== Work instruction ==
Only the lines from the top of the following listing through the line with "let objects = S3ObjectFetcher::from_env().await;" belong in your answer, exactly as written.
- - -
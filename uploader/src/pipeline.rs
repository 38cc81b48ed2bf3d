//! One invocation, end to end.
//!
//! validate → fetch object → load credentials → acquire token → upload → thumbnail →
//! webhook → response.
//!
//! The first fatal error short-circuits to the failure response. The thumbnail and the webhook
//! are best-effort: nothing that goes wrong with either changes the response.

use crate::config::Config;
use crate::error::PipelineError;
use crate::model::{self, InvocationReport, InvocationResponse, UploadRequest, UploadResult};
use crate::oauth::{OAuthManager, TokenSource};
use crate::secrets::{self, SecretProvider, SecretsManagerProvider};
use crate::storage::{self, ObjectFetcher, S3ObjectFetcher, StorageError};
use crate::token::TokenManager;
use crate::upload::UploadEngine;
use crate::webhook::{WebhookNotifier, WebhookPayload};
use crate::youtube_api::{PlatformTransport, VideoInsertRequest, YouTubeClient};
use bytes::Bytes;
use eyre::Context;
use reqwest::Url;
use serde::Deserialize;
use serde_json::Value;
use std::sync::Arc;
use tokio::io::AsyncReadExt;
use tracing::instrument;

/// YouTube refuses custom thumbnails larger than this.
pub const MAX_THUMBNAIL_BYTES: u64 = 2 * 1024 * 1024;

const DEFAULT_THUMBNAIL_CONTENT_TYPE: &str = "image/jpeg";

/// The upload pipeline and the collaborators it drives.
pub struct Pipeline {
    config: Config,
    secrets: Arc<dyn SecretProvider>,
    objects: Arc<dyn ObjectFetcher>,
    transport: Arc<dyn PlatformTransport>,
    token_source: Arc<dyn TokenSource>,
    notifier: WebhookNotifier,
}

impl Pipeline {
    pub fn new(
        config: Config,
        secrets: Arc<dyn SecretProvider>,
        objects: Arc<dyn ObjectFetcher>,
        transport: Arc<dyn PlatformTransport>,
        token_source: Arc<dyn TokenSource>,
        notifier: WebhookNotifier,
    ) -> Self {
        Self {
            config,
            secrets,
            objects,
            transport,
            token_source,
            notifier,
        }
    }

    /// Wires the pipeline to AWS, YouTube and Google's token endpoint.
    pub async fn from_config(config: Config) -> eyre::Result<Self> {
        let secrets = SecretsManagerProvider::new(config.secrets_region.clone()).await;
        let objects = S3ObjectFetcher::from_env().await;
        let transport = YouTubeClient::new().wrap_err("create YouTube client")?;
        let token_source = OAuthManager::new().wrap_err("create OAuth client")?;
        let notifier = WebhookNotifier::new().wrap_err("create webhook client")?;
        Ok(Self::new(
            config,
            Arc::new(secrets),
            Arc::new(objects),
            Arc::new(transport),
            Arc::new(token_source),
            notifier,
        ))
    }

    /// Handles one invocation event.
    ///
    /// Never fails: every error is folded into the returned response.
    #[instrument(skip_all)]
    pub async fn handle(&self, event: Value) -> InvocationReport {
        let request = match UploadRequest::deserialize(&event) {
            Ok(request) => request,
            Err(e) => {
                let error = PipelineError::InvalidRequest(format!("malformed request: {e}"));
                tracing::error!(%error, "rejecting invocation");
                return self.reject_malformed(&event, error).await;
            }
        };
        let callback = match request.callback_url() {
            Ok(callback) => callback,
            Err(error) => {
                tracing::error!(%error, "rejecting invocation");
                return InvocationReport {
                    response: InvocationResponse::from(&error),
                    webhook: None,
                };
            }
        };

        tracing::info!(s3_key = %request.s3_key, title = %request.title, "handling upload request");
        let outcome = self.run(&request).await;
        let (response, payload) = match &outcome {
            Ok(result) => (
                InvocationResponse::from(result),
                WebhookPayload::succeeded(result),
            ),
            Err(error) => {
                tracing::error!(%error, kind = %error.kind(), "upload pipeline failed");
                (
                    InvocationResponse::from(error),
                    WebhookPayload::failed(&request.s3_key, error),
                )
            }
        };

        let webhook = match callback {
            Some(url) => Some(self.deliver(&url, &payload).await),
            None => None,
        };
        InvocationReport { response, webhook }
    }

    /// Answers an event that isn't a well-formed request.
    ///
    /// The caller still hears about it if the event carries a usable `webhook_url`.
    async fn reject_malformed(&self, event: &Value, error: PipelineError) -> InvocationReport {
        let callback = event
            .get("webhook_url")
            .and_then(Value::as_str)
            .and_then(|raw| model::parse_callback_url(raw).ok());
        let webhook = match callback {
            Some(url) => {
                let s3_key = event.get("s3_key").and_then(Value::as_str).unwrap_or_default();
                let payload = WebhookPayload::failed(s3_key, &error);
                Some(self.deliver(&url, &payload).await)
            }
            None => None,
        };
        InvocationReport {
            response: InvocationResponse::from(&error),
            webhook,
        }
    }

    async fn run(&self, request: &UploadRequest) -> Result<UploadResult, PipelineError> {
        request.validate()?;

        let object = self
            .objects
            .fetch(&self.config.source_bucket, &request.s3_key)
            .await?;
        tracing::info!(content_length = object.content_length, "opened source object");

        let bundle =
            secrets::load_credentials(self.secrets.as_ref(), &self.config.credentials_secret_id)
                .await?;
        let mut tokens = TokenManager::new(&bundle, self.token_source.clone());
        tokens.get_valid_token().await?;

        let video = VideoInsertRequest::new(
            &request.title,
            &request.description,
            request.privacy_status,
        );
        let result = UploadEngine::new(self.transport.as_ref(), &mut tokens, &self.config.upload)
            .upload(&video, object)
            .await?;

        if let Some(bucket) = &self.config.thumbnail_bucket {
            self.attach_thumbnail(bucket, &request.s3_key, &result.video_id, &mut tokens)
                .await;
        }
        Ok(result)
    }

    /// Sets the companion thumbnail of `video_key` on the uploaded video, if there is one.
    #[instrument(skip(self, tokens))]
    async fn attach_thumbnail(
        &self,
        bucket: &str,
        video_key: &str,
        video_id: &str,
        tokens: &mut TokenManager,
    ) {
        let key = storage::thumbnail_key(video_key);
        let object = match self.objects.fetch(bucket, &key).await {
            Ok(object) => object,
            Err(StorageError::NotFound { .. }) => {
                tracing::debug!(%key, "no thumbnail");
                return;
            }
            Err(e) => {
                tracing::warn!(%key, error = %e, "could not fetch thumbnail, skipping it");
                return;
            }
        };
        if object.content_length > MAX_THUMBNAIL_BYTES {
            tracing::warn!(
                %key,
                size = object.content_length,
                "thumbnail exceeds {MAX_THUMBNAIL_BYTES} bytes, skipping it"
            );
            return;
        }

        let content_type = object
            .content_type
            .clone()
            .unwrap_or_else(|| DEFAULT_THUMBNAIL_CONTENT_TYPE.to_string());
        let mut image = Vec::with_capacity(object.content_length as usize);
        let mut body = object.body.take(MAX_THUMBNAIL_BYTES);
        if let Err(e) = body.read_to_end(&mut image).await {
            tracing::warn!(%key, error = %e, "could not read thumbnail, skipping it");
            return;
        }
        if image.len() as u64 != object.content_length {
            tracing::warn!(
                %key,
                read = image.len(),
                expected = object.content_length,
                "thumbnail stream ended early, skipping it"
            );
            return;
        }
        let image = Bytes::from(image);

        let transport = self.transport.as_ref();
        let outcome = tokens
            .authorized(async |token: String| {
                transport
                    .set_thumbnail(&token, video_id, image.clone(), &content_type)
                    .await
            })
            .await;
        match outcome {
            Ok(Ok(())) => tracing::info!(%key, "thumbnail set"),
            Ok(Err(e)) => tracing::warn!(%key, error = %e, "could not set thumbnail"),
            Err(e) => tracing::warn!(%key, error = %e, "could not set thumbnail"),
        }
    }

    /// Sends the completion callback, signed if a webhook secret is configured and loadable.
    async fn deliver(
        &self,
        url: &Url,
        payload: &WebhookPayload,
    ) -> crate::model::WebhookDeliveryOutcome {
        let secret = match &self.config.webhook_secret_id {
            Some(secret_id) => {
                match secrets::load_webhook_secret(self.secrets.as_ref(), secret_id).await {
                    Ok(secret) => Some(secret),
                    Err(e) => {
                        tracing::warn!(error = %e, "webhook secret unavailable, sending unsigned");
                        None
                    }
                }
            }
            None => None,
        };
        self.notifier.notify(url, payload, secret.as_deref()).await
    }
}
- - -
== Final answer ==
filename uploader/src/pipeline.rs
repository 38cc81b48ed2bf3d
//! One invocation, end to end.
//!
//! validate → fetch object → load credentials → acquire token → upload → thumbnail →
//! webhook → response.
//!
//! The first fatal error short-circuits to the failure response. The thumbnail and the webhook
//! are best-effort: nothing that goes wrong with either changes the response.

use crate::config::Config;
use crate::error::PipelineError;
use crate::model::{self, InvocationReport, InvocationResponse, UploadRequest, UploadResult};
use crate::oauth::{OAuthManager, TokenSource};
use crate::secrets::{self, SecretProvider, SecretsManagerProvider};
use crate::storage::{self, ObjectFetcher, S3ObjectFetcher, StorageError};
use crate::token::TokenManager;
use crate::upload::UploadEngine;
use crate::webhook::{WebhookNotifier, WebhookPayload};
use crate::youtube_api::{PlatformTransport, VideoInsertRequest, YouTubeClient};
use bytes::Bytes;
use eyre::Context;
use reqwest::Url;
use serde::Deserialize;
use serde_json::Value;
use std::sync::Arc;
use tokio::io::AsyncReadExt;
use tracing::instrument;

/// YouTube refuses custom thumbnails larger than this.
pub const MAX_THUMBNAIL_BYTES: u64 = 2 * 1024 * 1024;

const DEFAULT_THUMBNAIL_CONTENT_TYPE: &str = "image/jpeg";

/// The upload pipeline and the collaborators it drives.
pub struct Pipeline {
    config: Config,
    secrets: Arc<dyn SecretProvider>,
    objects: Arc<dyn ObjectFetcher>,
    transport: Arc<dyn PlatformTransport>,
    token_source: Arc<dyn TokenSource>,
    notifier: WebhookNotifier,
}

impl Pipeline {
    pub fn new(
        config: Config,
        secrets: Arc<dyn SecretProvider>,
        objects: Arc<dyn ObjectFetcher>,
        transport: Arc<dyn PlatformTransport>,
        token_source: Arc<dyn TokenSource>,
        notifier: WebhookNotifier,
    ) -> Self {
        Self {
            config,
            secrets,
            objects,
            transport,
            token_source,
            notifier,
        }
    }

    /// Wires the pipeline to AWS, YouTube and Google's token endpoint.
    pub async fn from_config(config: Config) -> eyre::Result<Self> {
        let secrets = SecretsManagerProvider::new(config.secrets_region.clone()).await;
        let objects = S3ObjectFetcher::from_env().await;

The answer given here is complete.